Oh yeah, one last note before I head out the door: I've blogged several times from the road, though I don't usually make a note of where I am. But from where I'm sitting right now if I look to my left and out through the window of Lisa's old bedroom, I can see the site of where the Vann House stood a few hundred yards away. That - and the land that Lisa's family lives on - used to be part of New Echota, the capital of the Cherokee Nation. Her family wound up owning most of this, though most of it got sold off over the years. But that already came a long time after one of the most notorious events of American history...

It will be 169 years ago tomorrow, on December 29th 1835, that at the Vann House - which I can see from the keyboard that I'm sitting at now - that the Treaty of New Echota was signed by representatives of the Cherokee Nation and the United States government. The Cherokee leaders agreed, in an effort to stave off more militant removal, to give up all their lands east of the Mississippi. In return they got $5 million and forced relocation of the Cherokee people - courtesy of the United States army - to a large tract of land in distant Oklahoma. A little bit further away from the Vann House (it's at New Echota State Historic Site near Calhoun, Georgia) was the first "relocation camp" (really an armed fort) that the Cherokee were rounded up at before being shipped off.

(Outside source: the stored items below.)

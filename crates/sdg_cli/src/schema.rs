//! The compiled-in demo record types this binary ships as a runnable
//! benchmark dataset (spec.md §1 "benchmark datasets"; Non-goals rule out
//! *dynamic* schema loading, not a fixed one baked into the binary — the
//! retrieval pack's filtered `original_source/` carries no retained XML/demo
//! schema files to load anyway, per `examples/original_source/_INDEX.md`).
//!
//! Two types, matching spec.md §8's scenario 1 and 2 exactly: `Widget`
//! (type name `"Widget"`) has a single clustered field over three tiers;
//! `Order` (type name `"Order"`) clustered-references a `Widget` with
//! `max_children = 10` and a constant `children_count` of 7, so nine of
//! every ten `Order` positions are valid and the tenth raises
//! [`sdg_engine::InvalidRecord`].

use std::sync::Arc;

use sdg_core::{FieldAccessor, GenId, Record, RecordRef, RngKind};
use sdg_engine::chain::{ChainMode, SetterChain};
use sdg_engine::inspector::SequenceInspector;
use sdg_engine::provider::reference::ClusteredReferenceProvider;
use sdg_engine::provider::value::{Clustered, Constant};
use sdg_engine::setter::{FieldSetter, ReferenceSetterWithPosition};

/// Child positions per `Widget` parent in `Order`'s clustered allocation.
pub const ORDER_MAX_CHILDREN: u64 = 10;
/// Of those, how many are actually valid — the remainder raise `InvalidRecord`.
pub const ORDER_CHILDREN_PER_WIDGET: u64 = 7;

pub const WIDGET_TYPE_NAME: &str = "Widget";
pub const ORDER_TYPE_NAME: &str = "Order";

#[derive(Clone)]
pub struct Widget {
    pub gen_id: GenId,
    pub tier: &'static str,
}

impl Record for Widget {
    fn gen_id(&self) -> GenId {
        self.gen_id
    }

    fn with_gen_id(gen_id: GenId) -> Self {
        Widget { gen_id, tier: "low" }
    }
}

pub struct TierField;
impl FieldAccessor<Widget> for TierField {
    type Value = &'static str;
    fn get(record: &Widget) -> &'static str {
        record.tier
    }
    fn set(record: &mut Widget, value: &'static str) {
        record.tier = value;
    }
}

pub fn encode_widget(w: &Widget) -> Vec<u8> {
    format!("{}\t{}\n", w.gen_id, w.tier).into_bytes()
}

/// Builds the `Widget` field chain (single `Clustered` setter over
/// `["low", "mid", "high"]`, uniformly weighted — spec.md §8 scenario 1).
pub fn widget_chain(mode: ChainMode, cardinality: u64) -> SetterChain<Widget, RngKind> {
    let tiers: Clustered<&'static str> = Clustered::new(vec!["low", "mid", "high"], vec![1.0, 1.0, 1.0], cardinality);
    let mut chain = SetterChain::new(mode);
    chain.push(Box::new(FieldSetter::<Widget, TierField, _, RngKind>::new(tiers)));
    chain
}

#[derive(Clone)]
pub struct Order {
    pub gen_id: GenId,
    pub parent: RecordRef,
    pub slot: u64,
}

impl Record for Order {
    fn gen_id(&self) -> GenId {
        self.gen_id
    }

    fn with_gen_id(gen_id: GenId) -> Self {
        Order {
            gen_id,
            parent: RecordRef(0),
            slot: 0,
        }
    }
}

pub struct ParentField;
impl FieldAccessor<Order> for ParentField {
    type Value = RecordRef;
    fn get(record: &Order) -> RecordRef {
        record.parent
    }
    fn set(record: &mut Order, value: RecordRef) {
        record.parent = value;
    }
}

pub struct SlotField;
impl FieldAccessor<Order> for SlotField {
    type Value = u64;
    fn get(record: &Order) -> u64 {
        record.slot
    }
    fn set(record: &mut Order, value: u64) {
        record.slot = value;
    }
}

pub fn encode_order(o: &Order) -> Vec<u8> {
    format!("{}\t{}\t{}\n", o.gen_id, o.parent.gen_id(), o.slot).into_bytes()
}

/// Builds the `Order` field chain: a single clustered reference to
/// `widgets`, with `children_count` fixed at [`ORDER_CHILDREN_PER_WIDGET`].
pub fn order_chain(mode: ChainMode, widgets: Arc<SequenceInspector<Widget, RngKind>>) -> SetterChain<Order, RngKind> {
    let provider: ClusteredReferenceProvider<Order, Widget, _, RngKind> = ClusteredReferenceProvider::new(
        ORDER_MAX_CHILDREN,
        Constant::new(ORDER_CHILDREN_PER_WIDGET),
        widgets,
    );
    let mut chain = SetterChain::new(mode);
    chain.push(Box::new(ReferenceSetterWithPosition::<
        Order,
        ParentField,
        SlotField,
        _,
        RngKind,
    >::new(provider)));
    chain
}
use crate::error::{MathError, MathResult};
use crate::ProbabilityFunction;

/// Gaussian distribution with mean `mu` and standard deviation `sigma`.
///
/// The original implementation delegates `invcdf` to a numeric library; this
/// port uses Peter Acklam's rational approximation of the inverse normal CDF
/// (a standard closed-form technique, accurate to about `1.15e-9` absolute
/// error), and the Abramowitz–Stegun 7.1.26 rational approximation of `erf`
/// for `cdf`.
#[derive(Clone, Copy, Debug, PartialEq)]
#[cfg_attr(feature = "serde", derive(serde::Serialize, serde::Deserialize))]
pub struct Normal {
    mu: f64,
    sigma: f64,
}

impl Normal {
    pub fn new(mu: f64, sigma: f64) -> MathResult<Self> {
        if !(sigma > 0.0) {
            return Err(MathError::InvalidParameter(
                "normal: sigma must be positive",
            ));
        }
        Ok(Normal { mu, sigma })
    }

    pub fn mean(&self) -> f64 {
        self.mu
    }

    pub fn stddev(&self) -> f64 {
        self.sigma
    }
}

/// Abramowitz & Stegun formula 7.1.26, |error| <= 1.5e-7.
pub(crate) fn erf(x: f64) -> f64 {
    let sign = if x < 0.0 { -1.0 } else { 1.0 };
    let x = x.abs();

    const A1: f64 = 0.254_829_592;
    const A2: f64 = -0.284_496_736;
    const A3: f64 = 1.421_413_741;
    const A4: f64 = -1.453_152_027;
    const A5: f64 = 1.061_405_429;
    const P: f64 = 0.327_591_1;

    let t = 1.0 / (1.0 + P * x);
    let poly = ((((A5 * t + A4) * t + A3) * t + A2) * t + A1) * t;
    let y = 1.0 - poly * (-x * x).exp();
    sign * y
}

/// Peter Acklam's rational approximation of the standard normal `invcdf`.
pub(crate) fn inv_standard_normal_cdf(p: f64) -> f64 {
    if p <= 0.0 {
        return f64::NEG_INFINITY;
    }
    if p >= 1.0 {
        return f64::INFINITY;
    }

    const A: [f64; 6] = [
        -3.969_683_028_665_376e+01,
        2.209_460_984_245_205e+02,
        -2.759_285_104_469_687e+02,
        1.383_577_518_672_690e+02,
        -3.066_479_806_614_716e+01,
        2.506_628_277_459_239e+00,
    ];
    const B: [f64; 5] = [
        -5.447_609_879_822_406e+01,
        1.615_858_368_580_409e+02,
        -1.556_989_798_598_866e+02,
        6.680_131_188_771_972e+01,
        -1.328_068_155_288_572e+01,
    ];
    const C: [f64; 6] = [
        -7.784_894_002_430_293e-03,
        -3.223_964_580_411_365e-01,
        -2.400_758_277_161_838e+00,
        -2.549_732_539_343_734e+00,
        4.374_664_141_464_968e+00,
        2.938_163_982_698_783e+00,
    ];
    const D: [f64; 4] = [
        7.784_695_709_041_462e-03,
        3.224_671_290_700_398e-01,
        2.445_134_137_142_996e+00,
        3.754_408_661_907_416e+00,
    ];

    const P_LOW: f64 = 0.024_25;
    const P_HIGH: f64 = 1.0 - P_LOW;

    if p < P_LOW {
        let q = (-2.0 * p.ln()).sqrt();
        (((((C[0] * q + C[1]) * q + C[2]) * q + C[3]) * q + C[4]) * q + C[5])
            / ((((D[0] * q + D[1]) * q + D[2]) * q + D[3]) * q + 1.0)
    } else if p <= P_HIGH {
        let q = p - 0.5;
        let r = q * q;
        (((((A[0] * r + A[1]) * r + A[2]) * r + A[3]) * r + A[4]) * r + A[5]) * q
            / (((((B[0] * r + B[1]) * r + B[2]) * r + B[3]) * r + B[4]) * r + 1.0)
    } else {
        let q = (-2.0 * (1.0 - p).ln()).sqrt();
        -(((((C[0] * q + C[1]) * q + C[2]) * q + C[3]) * q + C[4]) * q + C[5])
            / ((((D[0] * q + D[1]) * q + D[2]) * q + D[3]) * q + 1.0)
    }
}

impl ProbabilityFunction for Normal {
    type Domain = f64;

    fn pdf(&self, x: f64) -> f64 {
        let z = (x - self.mu) / self.sigma;
        (-0.5 * z * z).exp() / (self.sigma * (2.0 * core::f64::consts::PI).sqrt())
    }

    fn cdf(&self, x: f64) -> f64 {
        0.5 * (1.0 + erf((x - self.mu) / (self.sigma * core::f64::consts::SQRT_2)))
    }

    fn invcdf(&self, u: f64) -> f64 {
        self.mu + self.sigma * inv_standard_normal_cdf(u)
    }
}

#[cfg(test)]
mod tests {
    use super::*;

    #[test]
    fn median_is_the_mean() {
        let n = Normal::new(5.0, 2.0).unwrap();
        assert!((n.invcdf(0.5) - 5.0).abs() < 1e-6);
    }

    #[test]
    fn cdf_invcdf_round_trip() {
        let n = Normal::new(3.0, 1.5).unwrap();
        for &u in &[0.05, 0.25, 0.5, 0.75, 0.95] {
            let x = n.invcdf(u);
            let back = n.cdf(x);
            assert!((back - u).abs() < 1e-6, "u={u} back={back}");
        }
    }

    #[test]
    fn rejects_nonpositive_sigma() {
        assert!(Normal::new(0.0, 0.0).is_err());
        assert!(Normal::new(0.0, -1.0).is_err());
    }
}
//! `Setter<R, Rng>` (spec §4.4): binds one field of `R` to a provider. Two
//! flavours — [`FieldSetter`] wraps a [`ValueProvider`], [`ReferenceSetter`]
//! (and its position-writing sibling) wraps a [`ReferenceProvider`]. Both
//! flavours are boxed as `Box<dyn Setter<R, Rng> + Send + Sync>` inside a
//! [`crate::chain::SetterChain`]: a record type's field list is
//! heterogeneous in value type, so this is the one place in the provider
//! stack that needs dynamic dispatch (see `provider::mod` for why the
//! providers themselves stay monomorphised). `Send + Sync` is required
//! because [`crate::stage::StageDriver`] moves a whole chain into a `rayon`
//! worker thread, and a chain backing a [`crate::inspector::SequenceInspector`]
//! is additionally reached through a shared `Arc` from other tasks' reference
//! providers, so it must tolerate concurrent `&self` access too.

use std::marker::PhantomData;

use sdg_core::{FieldAccessor, HierarchicalRng, Record, RecordRef};

use crate::error::ChainResult;
use crate::interval::Interval;
use crate::predicate::EqualityPredicate;
use crate::provider::reference::ReferenceProvider;
use crate::provider::value::ValueProvider;
use crate::value::FieldCodec;

pub trait Setter<R: Record, Rng: HierarchicalRng> {
    fn arity(&self) -> u16;

    /// Whether this setter should run for `record` as populated by earlier
    /// setters in the chain. Defaults to always-enabled; a conditional
    /// (optional-field) setter overrides this.
    fn is_enabled(&self, record: &R) -> bool {
        let _ = record;
        true
    }

    fn apply(&self, record: &mut R, rng: &mut Rng) -> ChainResult<()>;

    /// The position range of `R` whose evaluation would reproduce the value
    /// currently stored in this setter's field on `record`. `None` if the
    /// setter's provider is not invertible.
    fn value_range(&self, record: &R, cardinality: u64) -> Option<Interval>;

    /// If `predicate` binds this setter's field, narrow `current_range` to
    /// the value range implied by the bound value; otherwise pass
    /// `current_range` through unchanged (spec §4.5 reverse evaluation).
    fn filter_range(&self, predicate: &EqualityPredicate<R>, cardinality: u64, current_range: Interval) -> Interval;
}

/// Ties field `F` of `R` to a [`ValueProvider`] `VP`.
pub struct FieldSetter<R, F, VP, Rng> {
    provider: VP,
    _marker: PhantomData<(R, F, Rng)>,
}

impl<R, F, VP, Rng> FieldSetter<R, F, VP, Rng> {
    pub fn new(provider: VP) -> Self {
        FieldSetter {
            provider,
            _marker: PhantomData,
        }
    }
}

impl<R, F, VP, Rng> Setter<R, Rng> for FieldSetter<R, F, VP, Rng>
where
    R: Record,
    Rng: HierarchicalRng,
    F: FieldAccessor<R>,
    F::Value: FieldCodec + PartialEq,
    VP: ValueProvider<R, Rng, Value = F::Value>,
{
    fn arity(&self) -> u16 {
        self.provider.arity()
    }

    fn apply(&self, record: &mut R, rng: &mut Rng) -> ChainResult<()> {
        let value = self.provider.apply(record, rng)?;
        F::set(record, value);
        Ok(())
    }

    fn value_range(&self, record: &R, cardinality: u64) -> Option<Interval> {
        if !self.provider.invertible() {
            return None;
        }
        let value = F::get(record);
        self.provider.value_range(&value, cardinality)
    }

    fn filter_range(&self, predicate: &EqualityPredicate<R>, cardinality: u64, current_range: Interval) -> Interval {
        let Some(bound) = predicate.get::<F>() else {
            return current_range;
        };
        let Some(value) = F::Value::from_field_value(bound) else {
            return current_range;
        };
        match self.provider.value_range(&value, cardinality) {
            Some(range) => current_range.intersect(range),
            None => current_range,
        }
    }
}

/// Ties field `F` (typed `RecordRef`) of `R` to a [`ReferenceProvider`] `RP`.
pub struct ReferenceSetter<R, F, RP, Rng> {
    provider: RP,
    _marker: PhantomData<(R, F, Rng)>,
}

impl<R, F, RP, Rng> ReferenceSetter<R, F, RP, Rng> {
    pub fn new(provider: RP) -> Self {
        ReferenceSetter {
            provider,
            _marker: PhantomData,
        }
    }
}

impl<R, F, RP, Rng> Setter<R, Rng> for ReferenceSetter<R, F, RP, Rng>
where
    R: Record,
    Rng: HierarchicalRng,
    F: FieldAccessor<R, Value = RecordRef>,
    RP: ReferenceProvider<R, Rng>,
{
    fn arity(&self) -> u16 {
        self.provider.arity()
    }

    fn apply(&self, record: &mut R, rng: &mut Rng) -> ChainResult<()> {
        let outcome = self.provider.apply(record, rng)?;
        F::set(record, RecordRef(outcome.parent.gen_id()));
        Ok(())
    }

    fn value_range(&self, record: &R, _cardinality: u64) -> Option<Interval> {
        let current = F::get(record);
        self.provider.reference_range(current.gen_id())
    }

    fn filter_range(&self, predicate: &EqualityPredicate<R>, _cardinality: u64, current_range: Interval) -> Interval {
        let Some(bound) = predicate.get::<F>() else {
            return current_range;
        };
        let Some(reference) = RecordRef::from_field_value(bound) else {
            return current_range;
        };
        match self.provider.reference_range(reference.gen_id()) {
            Some(range) => current_range.intersect(range),
            None => current_range,
        }
    }
}

/// Like [`ReferenceSetter`], but additionally writes the reference
/// provider's local slot position (when present) into a second field `PosF`
/// — the Rust counterpart of `ClusteredReferenceHydrator`'s optional
/// `PositionSetter`.
pub struct ReferenceSetterWithPosition<R, F, PosF, RP, Rng> {
    provider: RP,
    _marker: PhantomData<(R, F, PosF, Rng)>,
}

impl<R, F, PosF, RP, Rng> ReferenceSetterWithPosition<R, F, PosF, RP, Rng> {
    pub fn new(provider: RP) -> Self {
        ReferenceSetterWithPosition {
            provider,
            _marker: PhantomData,
        }
    }
}

impl<R, F, PosF, RP, Rng> Setter<R, Rng> for ReferenceSetterWithPosition<R, F, PosF, RP, Rng>
where
    R: Record,
    Rng: HierarchicalRng,
    F: FieldAccessor<R, Value = RecordRef>,
    PosF: FieldAccessor<R, Value = u64>,
    RP: ReferenceProvider<R, Rng>,
{
    fn arity(&self) -> u16 {
        self.provider.arity()
    }

    fn apply(&self, record: &mut R, rng: &mut Rng) -> ChainResult<()> {
        let outcome = self.provider.apply(record, rng)?;
        F::set(record, RecordRef(outcome.parent.gen_id()));
        if let Some(position) = outcome.local_position {
            PosF::set(record, position);
        }
        Ok(())
    }

    fn value_range(&self, record: &R, _cardinality: u64) -> Option<Interval> {
        let current = F::get(record);
        self.provider.reference_range(current.gen_id())
    }

    fn filter_range(&self, predicate: &EqualityPredicate<R>, _cardinality: u64, current_range: Interval) -> Interval {
        let Some(bound) = predicate.get::<F>() else {
            return current_range;
        };
        let Some(reference) = RecordRef::from_field_value(bound) else {
            return current_range;
        };
        match self.provider.reference_range(reference.gen_id()) {
            Some(range) => current_range.intersect(range),
            None => current_range,
        }
    }
}
use crate::error::{MathError, MathResult};
use crate::histogram::combined::CombinedHistogram;
use crate::histogram::value::HistogramValue;

struct ConditionBucket<C> {
    min: C,
    max: C,
}

/// A partition of a condition domain `C` into buckets, each holding an
/// independent [`CombinedHistogram`] over the value domain `T`. Grounded in
/// `ConditionalCombinedPrFunction.h`.
pub struct ConditionalCombinedHistogram<C, T> {
    buckets: Vec<ConditionBucket<C>>,
    inner: Vec<CombinedHistogram<T>>,
}

impl<C: HistogramValue, T: HistogramValue> ConditionalCombinedHistogram<C, T> {
    pub fn new(buckets: Vec<(C, C, CombinedHistogram<T>)>) -> MathResult<Self> {
        if buckets.is_empty() {
            return Err(MathError::EmptyDomain);
        }

        let mut cond_buckets = Vec::with_capacity(buckets.len());
        let mut inner = Vec::with_capacity(buckets.len());
        for (min, max, hist) in buckets {
            cond_buckets.push(ConditionBucket { min, max });
            inner.push(hist);
        }

        for (i, w) in cond_buckets.windows(2).enumerate() {
            if w[0].max.to_f64() > w[1].min.to_f64() {
                return Err(MathError::OverlappingConditionBuckets { index: i + 1 });
            }
        }

        Ok(ConditionalCombinedHistogram {
            buckets: cond_buckets,
            inner,
        })
    }

    fn bucket_for(&self, condition: C) -> Option<usize> {
        let c = condition.to_f64();
        self.buckets
            .iter()
            .position(|b| c >= b.min.to_f64() && c < b.max.to_f64())
    }

    pub fn inner_for(&self, condition: C) -> Option<&CombinedHistogram<T>> {
        self.bucket_for(condition).map(|i| &self.inner[i])
    }

    pub fn cdf(&self, x: T, condition: C) -> Option<f64> {
        self.inner_for(condition).map(|h| h.cdf(x))
    }

    pub fn sample(&self, u: f64, condition: C) -> Option<T> {
        self.inner_for(condition).and_then(|h| h.sample(u))
    }
}

#[cfg(test)]
mod tests {
    use super::*;

    fn build() -> ConditionalCombinedHistogram<i64, i64> {
        let low = CombinedHistogram::new(vec![(1, 1.0)], vec![], 0.0).unwrap();
        let mid = CombinedHistogram::new(vec![], vec![(0, 100, 1.0)], 0.0).unwrap();
        let high = CombinedHistogram::new(vec![(9, 1.0)], vec![], 0.0).unwrap();
        ConditionalCombinedHistogram::new(vec![(0, 10, low), (10, 20, mid), (20, 30, high)])
            .unwrap()
    }

    #[test]
    fn scenario_six_from_spec() {
        let hist = build();
        // condition field 17 lands in bucket #2 ([10, 20)); sample(0.5) must
        // equal that bucket's own invcdf(0.5).
        let bucket_two = hist.inner_for(17).unwrap();
        assert_eq!(hist.sample(0.5, 17), bucket_two.sample(0.5));
    }

    #[test]
    fn condition_outside_every_bucket_is_none() {
        let hist = build();
        assert!(hist.inner_for(100).is_none());
    }

    #[test]
    fn rejects_overlapping_condition_buckets() {
        let a = CombinedHistogram::new(vec![(1i64, 1.0)], vec![], 0.0).unwrap();
        let b = CombinedHistogram::new(vec![(2i64, 1.0)], vec![], 0.0).unwrap();
        let err = ConditionalCombinedHistogram::new(vec![(0, 10, a), (5, 20, b)]).unwrap_err();
        assert!(matches!(err, MathError::OverlappingConditionBuckets { .. }));
    }
}
//! First-seen registry of query identities and their repeat counts.

use crate::capture::{StackKey, StackSnapshot};
use std::collections::{BTreeMap, HashMap};
use std::rc::Rc;

/// "Same SQL from the same call stack"
///
/// Bound parameters are deliberately not part of the identity.
#[derive(Debug, Clone, PartialEq, Eq, Hash)]
pub struct QueryIdentity {
    pub stack: StackKey,
    pub sql: String,
}

impl QueryIdentity {
    pub fn new(stack: StackKey, sql: impl Into<String>) -> Self {
        Self {
            stack,
            sql: sql.into(),
        }
    }
}

/// A distinct identity together with the stack it was first seen with
#[derive(Debug, Clone)]
pub struct RegistryEntry {
    identity: Rc<QueryIdentity>,
    snapshot: StackSnapshot,
}

impl RegistryEntry {
    pub fn identity(&self) -> &QueryIdentity {
        &self.identity
    }

    pub fn sql(&self) -> &str {
        &self.identity.sql
    }

    pub fn snapshot(&self) -> &StackSnapshot {
        &self.snapshot
    }
}

/// What `observe` found
#[derive(Debug, Clone, Copy, PartialEq, Eq)]
pub enum Observation {
    /// New identity stored at this index
    First(usize),

    /// Known identity, now repeated `repeats` times after its first run
    Repeat { index: usize, repeats: u64 },
}

/// Registry of everything executed during one unit of work
///
/// Entries keep first-seen order. `repeats` only holds indices that were
/// observed at least twice.
#[derive(Debug, Default)]
pub struct DuplicateRegistry {
    entries: Vec<RegistryEntry>,
    by_identity: HashMap<Rc<QueryIdentity>, usize>,
    repeats: BTreeMap<usize, u64>,
}

impl DuplicateRegistry {
    pub fn new() -> Self {
        Self::default()
    }

    /// Record one execution
    ///
    /// **Public** - called by the detector after a query succeeds
    ///
    /// # Arguments
    /// * `identity` - Identity of the execution
    /// * `snapshot` - Stack it was issued from (dropped if already known)
    ///
    /// # Returns
    /// Whether the identity was new or a repeat
    pub fn observe(&mut self, identity: QueryIdentity, snapshot: StackSnapshot) -> Observation {
        if let Some(&index) = self.by_identity.get(&identity) {
            let repeats = self.repeats.entry(index).or_insert(0);
            *repeats += 1;
            return Observation::Repeat {
                index,
                repeats: *repeats,
            };
        }

        let index = self.entries.len();
        let identity = Rc::new(identity);
        self.by_identity.insert(Rc::clone(&identity), index);
        self.entries.push(RegistryEntry { identity, snapshot });

        Observation::First(index)
    }

    /// Number of distinct identities seen
    pub fn len(&self) -> usize {
        self.entries.len()
    }

    pub fn is_empty(&self) -> bool {
        self.entries.is_empty()
    }

    pub fn entry(&self, index: usize) -> Option<&RegistryEntry> {
        self.entries.get(index)
    }

    pub fn entries(&self) -> &[RegistryEntry] {
        &self.entries
    }

    /// Executions after the first, or `None` if the identity never repeated
    pub fn repeat_count(&self, index: usize) -> Option<u64> {
        self.repeats.get(&index).copied()
    }

    pub fn has_duplicates(&self) -> bool {
        !self.repeats.is_empty()
    }

    /// Duplicated entries with their repeat counts, in first-seen order
    pub fn duplicates(&self) -> impl Iterator<Item = (&RegistryEntry, u64)> + '_ {
        self.repeats
            .iter()
            .map(move |(&index, &repeats)| (&self.entries[index], repeats))
    }

    /// Number of distinct identities that repeated
    pub fn duplicate_count(&self) -> usize {
        self.repeats.len()
    }

    /// Executions across all duplicated identities, first runs included
    pub fn total_executions(&self) -> u64 {
        self.repeats.values().map(|repeats| repeats + 1).sum()
    }
}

The Trail of Tears had begun. 169 years ago tomorrow. And within clear eyeshot of where I type these words from.

That's not all that New Echota is remembered for. The Cherokee government was based very much on the United States Constitution: you can even visit the reconstructions of their capitol and supreme court buildings at the site. And there is also the building where the Cherokee Phoenix newspaper was printed in both English and Cherokee. Oh yeah, I also gotta mention that the Cherokee were the only nation of Native Americans to have their own written language. They owed that feat to the wise and noble Sequoia, who also made his home on the very land where I'm writing this from.

As an American, a follower of Christ, a historian, and being part-Cherokee myself, this spot can be a pretty humbling place to consider some things.